治療に関する特徴についてお話します。
HDとECUMの違いは?
HD(血液透析)は、透析液を用いて拡散により老廃物を除去するのに対し、
ECUM(体外式限外濾過療法)は、透析液を使わずに膜に圧力をかけて余分な水分のみを除去する療法です。
この違いにより、ECUMは血圧が下がりにくく、循環動態が安定するため、水分を多く除去したい場合に用いられます。
・HD(血液透析)
目的:尿毒素などの老廃物と余分な水分を、透析液との拡散によって除去します。
方法:人工腎臓(ダイアライザー)に血液を通し、透析液と触れさせることで物質交換を行います。

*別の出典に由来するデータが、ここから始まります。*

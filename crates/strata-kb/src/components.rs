//! The composed component set of a knowledge base, and its persistence.
//!
//! Components serialize as a map of tagged records and re-hydrate by
//! dispatching on each tag. On load, callers may override every slot
//! except the embedding model — vectors already in the store were
//! produced by the persisted model, and a different one would make
//! similarities meaningless.

use std::path::Path;
use std::sync::Arc;

use serde_json::{json, Value};
use tracing::warn;

use strata_common::{Result, StrataError};
use strata_providers::{
    embedding, llm, reranker, EmbeddingModel, LlmProvider, Reranker,
};
use strata_store::{chunk, file_system, vector, ChunkStore, FileSystem, VectorStore};

#[derive(Clone)]
pub struct Components {
    pub llm: Arc<dyn LlmProvider>,
    pub embedding: Arc<dyn EmbeddingModel>,
    pub reranker: Arc<dyn Reranker>,
    pub vector_store: Arc<dyn VectorStore>,
    pub chunk_store: Arc<dyn ChunkStore>,
    pub file_system: Arc<dyn FileSystem>,
}

/// Optional component replacements applied when loading a persisted KB.
#[derive(Clone, Default)]
pub struct ComponentOverrides {
    pub llm: Option<Arc<dyn LlmProvider>>,
    pub reranker: Option<Arc<dyn Reranker>>,
    pub vector_store: Option<Arc<dyn VectorStore>>,
    pub chunk_store: Option<Arc<dyn ChunkStore>>,
    pub file_system: Option<Arc<dyn FileSystem>>,
}

impl Components {
    /// Default component set: OpenAI-compatible providers plus local
    /// stores under `storage_directory`.
    pub fn local_defaults(kb_id: &str, storage_directory: &Path) -> Result<Self> {
        Ok(Self {
            llm: Arc::new(llm::OpenAiCompatChat::new(Default::default())),
            embedding: Arc::new(embedding::OpenAiCompatEmbedding::new(Default::default())),
            reranker: Arc::new(reranker::ApiReranker::new(Default::default())),
            vector_store: Arc::new(vector::BasicVectorStore::new(kb_id, storage_directory)?),
            chunk_store: Arc::new(chunk::BasicChunkStore::new(kb_id, storage_directory)?),
            file_system: Arc::new(file_system::LocalFileSystem::new(
                &storage_directory.join("page_images"),
            )),
        })
    }

    /// Serialize every component to its tagged record.
    pub fn to_records(&self) -> Result<Value> {
        Ok(json!({
            "auto_context_model": self.llm.to_record(),
            "embedding_model": self.embedding.to_record(),
            "reranker": self.reranker.to_record(),
            "vector_db": self.vector_store.to_record(),
            "chunk_db": self.chunk_store.to_record(),
            "file_system": self.file_system.to_record(),
        }))
    }

    /// Re-hydrate a component set from persisted records, applying
    /// overrides. Unknown record tags are rejected.
    pub fn from_records(records: &Value, overrides: ComponentOverrides) -> Result<Self> {
        let llm = match overrides.llm {
            Some(provided) => {
                warn!("overriding stored auto-context model");
                provided
            }
            None => llm::from_record(&parse_record(records, "auto_context_model")?)?,
        };
        let embedding =
            embedding::from_record(&parse_record(records, "embedding_model")?)?;
        let reranker = match overrides.reranker {
            Some(provided) => {
                warn!("overriding stored reranker");
                provided
            }
            None => reranker::from_record(&parse_record(records, "reranker")?)?,
        };
        let vector_store = match overrides.vector_store {
            Some(provided) => {
                warn!("overriding stored vector store");
                provided
            }
            None => vector::from_record(&parse_record(records, "vector_db")?)?,
        };
        let chunk_store = match overrides.chunk_store {
            Some(provided) => {
                warn!("overriding stored chunk store");
                provided
            }
            None => chunk::from_record(&parse_record(records, "chunk_db")?)?,
        };
        let file_system = match overrides.file_system {
            Some(provided) => {
                warn!("overriding stored file system");
                provided
            }
            None => file_system::from_record(&parse_record(records, "file_system")?)?,
        };

        Ok(Self { llm, embedding, reranker, vector_store, chunk_store, file_system })
    }
}

fn parse_record(records: &Value, key: &str) -> Result<strata_common::ComponentRecord> {
    let value = records
        .get(key)
        .ok_or_else(|| StrataError::Validation(format!("metadata is missing component `{key}`")))?;
    Ok(serde_json::from_value(value.clone())?)
}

特徴:小分子量物質の除去に優れていますが、除水量が多いと血圧低下を起こしやすいとされています。
・ECUM(体外式限外濾過療法)
目的:老廃物の除去ではなく、余分な水分のみを除去します。
方法:透析液を使用せず、透析膜に圧力をかけることで体内の水分のみを濾過します。
特徴:血液中の浸透圧変化が少なく、血圧が下がりにくいという利点があり、溢水傾向がある場合に適しています。
季節の変わり目の体調変化にお気をつけてお過ごしください。